STORY BY MAHMOOD FAZAL, PHOTOS BY CHRIS TURNER

Winding down a path littered with fresh Feijoas, we discover Melliodora; a 2 1/4 acre property nestled on the edge of Hepburn Springs. However, it’s the integrity and significance of the philosophical landscape that startles the imagination.

“I'd consider myself a better ecological builder than I am an ecological farmer,” explains David Holmgren, who has offered tours of Melliodora since 1990. “We've always been working one-third in the household economy; growing food, building things, doing stuff for yourself. One-third paid work, and one-third work in the community or the global permaculture networks.”

Melliodora, sometimes referred to as “revolution disguised as gardening,” is one of the best documented and well-known permaculture demonstration sites in the world.
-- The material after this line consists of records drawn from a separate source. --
//! Pass ordering and the public formatting entry points.

use std::sync::Arc;

use tokio_util::sync::CancellationToken;

use crate::document::{Language, TextChange};
use crate::error::{FormatError, FormatResult};
use crate::reconcile::EditReconciler;
use crate::template::{CodeDocument, TemplateEngine};

use super::{
    FormattingContext, FormattingKind, FormattingPass, FormattingResult, IndentOptions,
    ValidationMode,
};

/// An ordered list of passes.
#[derive(Debug, Clone)]
pub struct FormattingPipeline {
    passes: Vec<FormattingPass>,
}

impl FormattingPipeline {
    /// Order `passes`: language passes by order first, then validation passes.
    pub fn new(passes: impl IntoIterator<Item = FormattingPass>) -> Self {
        let mut passes: Vec<FormattingPass> = passes.into_iter().collect();
        passes.sort_by_key(|p| (p.is_validation(), p.order()));
        Self { passes }
    }

    pub fn standard() -> Self {
        Self::new(FormattingPass::ALL)
    }

    pub fn passes(&self) -> &[FormattingPass] {
        &self.passes
    }

    /// Run every pass over `initial`.
    ///
    /// Cancellation is observed between passes only; a pass that has started runs
    /// to completion.
    pub async fn run(
        &self,
        ctx: &FormattingContext,
        initial: FormattingResult,
        cancel: &CancellationToken,
    ) -> FormatResult<FormattingResult> {
        let mut result = initial;
        for pass in &self.passes {
            if cancel.is_cancelled() {
                tracing::debug!(pass = pass.name(), "formatting cancelled");
                return Err(FormatError::Cancelled);
            }
            let before = result.edits.len();
            result = pass.execute(ctx, result).await?;
            tracing::trace!(
                pass = pass.name(),
                before,
                after = result.edits.len(),
                owner = %result.owner,
                "formatting pass finished"
            );
        }
        Ok(result)
    }
}

impl Default for FormattingPipeline {
    fn default() -> Self {
        Self::standard()
    }
}

/// Formats documents, on-type triggers and snippets through the pipeline.
#[derive(Debug, Clone)]
pub struct FormattingService {
    engine: Arc<dyn TemplateEngine>,
    pipeline: FormattingPipeline,
    mode: ValidationMode,
}

impl FormattingService {
    pub fn new(engine: Arc<dyn TemplateEngine>, mode: ValidationMode) -> Self {
        Self::with_pipeline(engine, FormattingPipeline::standard(), mode)
    }

    pub fn with_pipeline(
        engine: Arc<dyn TemplateEngine>,
        pipeline: FormattingPipeline,
        mode: ValidationMode,
    ) -> Self {
        Self {
            engine,
            pipeline,
            mode,
        }
    }

    pub fn engine(&self) -> &Arc<dyn TemplateEngine> {
        &self.engine
    }

    pub fn mode(&self) -> ValidationMode {
        self.mode
    }

    async fn run(
        &self,
        ctx: FormattingContext,
        initial: FormattingResult,
        cancel: &CancellationToken,
    ) -> FormatResult<Vec<TextChange>> {
        let result = self.pipeline.run(&ctx, initial, cancel).await?;
        if result.owner != Language::Host {
            return Err(FormatError::precondition(format!(
                "pipeline finished with {} edits instead of host edits",
                result.owner
            )));
        }
        Ok(EditReconciler::reconcile(result.edits))
    }

    /// Re-indent the whole document.
    pub async fn format_document(
        &self,
        document: Arc<CodeDocument>,
        options: IndentOptions,
        cancel: &CancellationToken,
    ) -> FormatResult<Vec<TextChange>> {
        let ctx = FormattingContext::for_document(
            document,
            options,
            Arc::clone(&self.engine),
            self.mode,
        );
        self.run(ctx, FormattingResult::empty(Language::Host), cancel)
            .await
    }

    /// Format after `trigger` was typed, with the cursor now at `offset`.
    ///
    /// `draft` holds edits from the sub-language service in `language`'s
    /// projection coordinates.
    #[allow(clippy::too_many_arguments)]
    pub async fn format_on_type(
        &self,
        document: Arc<CodeDocument>,
        options: IndentOptions,
        offset: usize,
        trigger: char,
        language: Language,
        draft: Vec<TextChange>,
        cancel: &CancellationToken,
    ) -> FormatResult<Vec<TextChange>> {
        if language == Language::Host {
            return Err(FormatError::precondition(
                "on-type formatting needs a code or markup position",
            ));
        }
        let ctx = FormattingContext::for_on_type(
            document,
            options,
            offset,
            trigger,
            Arc::clone(&self.engine),
            self.mode,
        )?;
        debug_assert_eq!(ctx.kind(), FormattingKind::OnType { offset, trigger });
        self.run(ctx, FormattingResult::new(draft, language), cancel)
            .await
    }

    /// Format code edits produced outside the pipeline, such as completion snippets.
    pub async fn format_snippet(
        &self,
        document: Arc<CodeDocument>,
        options: IndentOptions,
        draft: Vec<TextChange>,
        cancel: &CancellationToken,
    ) -> FormatResult<Vec<TextChange>> {
        let ctx = FormattingContext::for_snippet(
            document,
            options,
            Arc::clone(&self.engine),
            self.mode,
        );
        self.run(ctx, FormattingResult::new(draft, Language::Code), cancel)
            .await
    }
}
Permaculture is a word originally coined by David Holmgren and Bill Mollison in the mid 1970’s to describe an “integrated, evolving system of perennial or self-perpetuating plant and animal species useful to man.”
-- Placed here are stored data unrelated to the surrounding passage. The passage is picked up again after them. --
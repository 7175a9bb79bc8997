//! LSP protocol feature implementations.
//!
//! This module provides implementations for LSP features:
//! - Diagnostics conversion from template diagnostics
//! - Completion delegated to the code and markup services
//! - Custom request and response types

mod completion;
mod custom;
mod diagnostics;

pub use completion::{
    delegated_completion, CachedList, CompletionCache, CompletionOrigin,
};
pub use custom::{
    OnAutoInsertParams, OnAutoInsertResponse, ProximityExpressionsParams,
    ProximityExpressionsResponse, ON_AUTO_INSERT, PROXIMITY_EXPRESSIONS,
};
pub use diagnostics::to_diagnostics;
In a concert of energy at Melliodora, the passive solar house, mixed food gardens, orchards, dams, livestock, and creek revegetation in the nearby public land, exemplify the way permaculture design can help restore and improve land while providing for residents’ needs in a cool inland climate.

“The idea of having a job and being told what to do by other people, rather than creating your own livelihood, didn’t make sense. I decided that when I was 17, on a train in Sydney commuting for a job,” explains David, as his nosey chicken Dazzle follows us toward the dam. “Looking across the trains with all the people sitting there reading The Sydney Morning Herald every morning, today it’s probably an iPhone, I just thought this is fucking mad! I am never ever going to do this every day.” 
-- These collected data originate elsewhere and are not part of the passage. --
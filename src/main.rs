use tmplsp::create_service;
use tower_lsp::Server;
use tracing_subscriber::EnvFilter;

#[tokio::main]
async fn main() {
    // Stdout carries JSON-RPC, so logs go to stderr.
    tracing_subscriber::fmt()
        .with_env_filter(
            EnvFilter::try_from_env("TMPLSP_LOG").unwrap_or_else(|_| EnvFilter::new("tmplsp=info")),
        )
        .with_writer(std::io::stderr)
        .with_ansi(false)
        .init();

    let stdin = tokio::io::stdin();
    let stdout = tokio::io::stdout();

    let (service, socket) = create_service();
    Server::new(stdin, stdout, socket).serve(service).await;
}
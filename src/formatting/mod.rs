//! Multi-pass formatting pipeline.
//!
//! Draft edits enter the pipeline in the coordinates of the language that produced
//! them. Language passes map them to the host document and add indentation edits,
//! then validation passes reject any edit set that would change the document's
//! content or diagnostics.

mod context;
mod indent;
mod on_type;
mod pass;
mod pipeline;
mod validation;

pub use context::{FormattingContext, FormattingKind, IndentOptions, IndentationEntry, ValidationMode};
pub use pass::FormattingPass;
pub use pipeline::{FormattingPipeline, FormattingService};

use crate::document::{Language, TextChange};

/// Edits flowing between passes, tagged with the document they are expressed in.
#[derive(Debug, Clone, PartialEq, Eq)]
pub struct FormattingResult {
    pub edits: Vec<TextChange>,
    pub owner: Language,
}

impl FormattingResult {
    pub fn new(edits: Vec<TextChange>, owner: Language) -> Self {
        Self { edits, owner }
    }

    pub fn empty(owner: Language) -> Self {
        Self::new(Vec::new(), owner)
    }

    pub fn is_empty(&self) -> bool {
        self.edits.is_empty()
    }
}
After graduating from Australia's most radical experiment in design education, at the Tasmanian College of Advanced Education, David embodied a practical way to live that lit the embers of an idea that could change the world. In many ways, his subsequent Permaculture design principles lay the foundations for the modern sustainability movement.

“Ever since I was 19 and I grew an interest for self-reliance and what became permaculture,” explains David. “All of this environmental thinking that was sort of welled up in the 1970s was partly in response to the energy crisis of ‘73 and ‘79. And partly the influence of the The Limits To Growth Report (1972) that basically said; if industrial civilization continues on its path, it'll go into some sort of collapse, due to limits of resources and degradation of the environment.”

The movement coincided with the rising awareness surrounding environmentalism when David and Bill Mollison published their first book, Permaculture One: A Perennial Agriculture For Human Settlements. “It set the course for my life,” says David. “Even though I rejected the path of getting on the speaking circuit, I was just more focused on the question; how do I build the skills to live in that world that we want to create?”

In his book Retrosuburbia, David provides practical solutions that focus on what ordinary Australians can do at the household level to create a self-sufficient home, which in turn offers viable solutions for Australian suburbs to become resilient in an energy descent future.

“The required skill set [to work on Melliodora] is incredibly diverse; milking goats, chooks, bees, vegetables, fruit trees and then all the infrastructure maintenance and management of pump systems. It is technically quite complex but it's the way to demonstrate permaculture design and permaculture systems and permaculture living.” 

On the back of the property, an assiduous peach tree towers into the sky’s last light. “What sort of a future are we likely to be facing in what we call the energy descent future? A world of less instead of a world of constant more.” David asserts, “That's just the inevitable future despite all the hoo-haa about renewable energy.”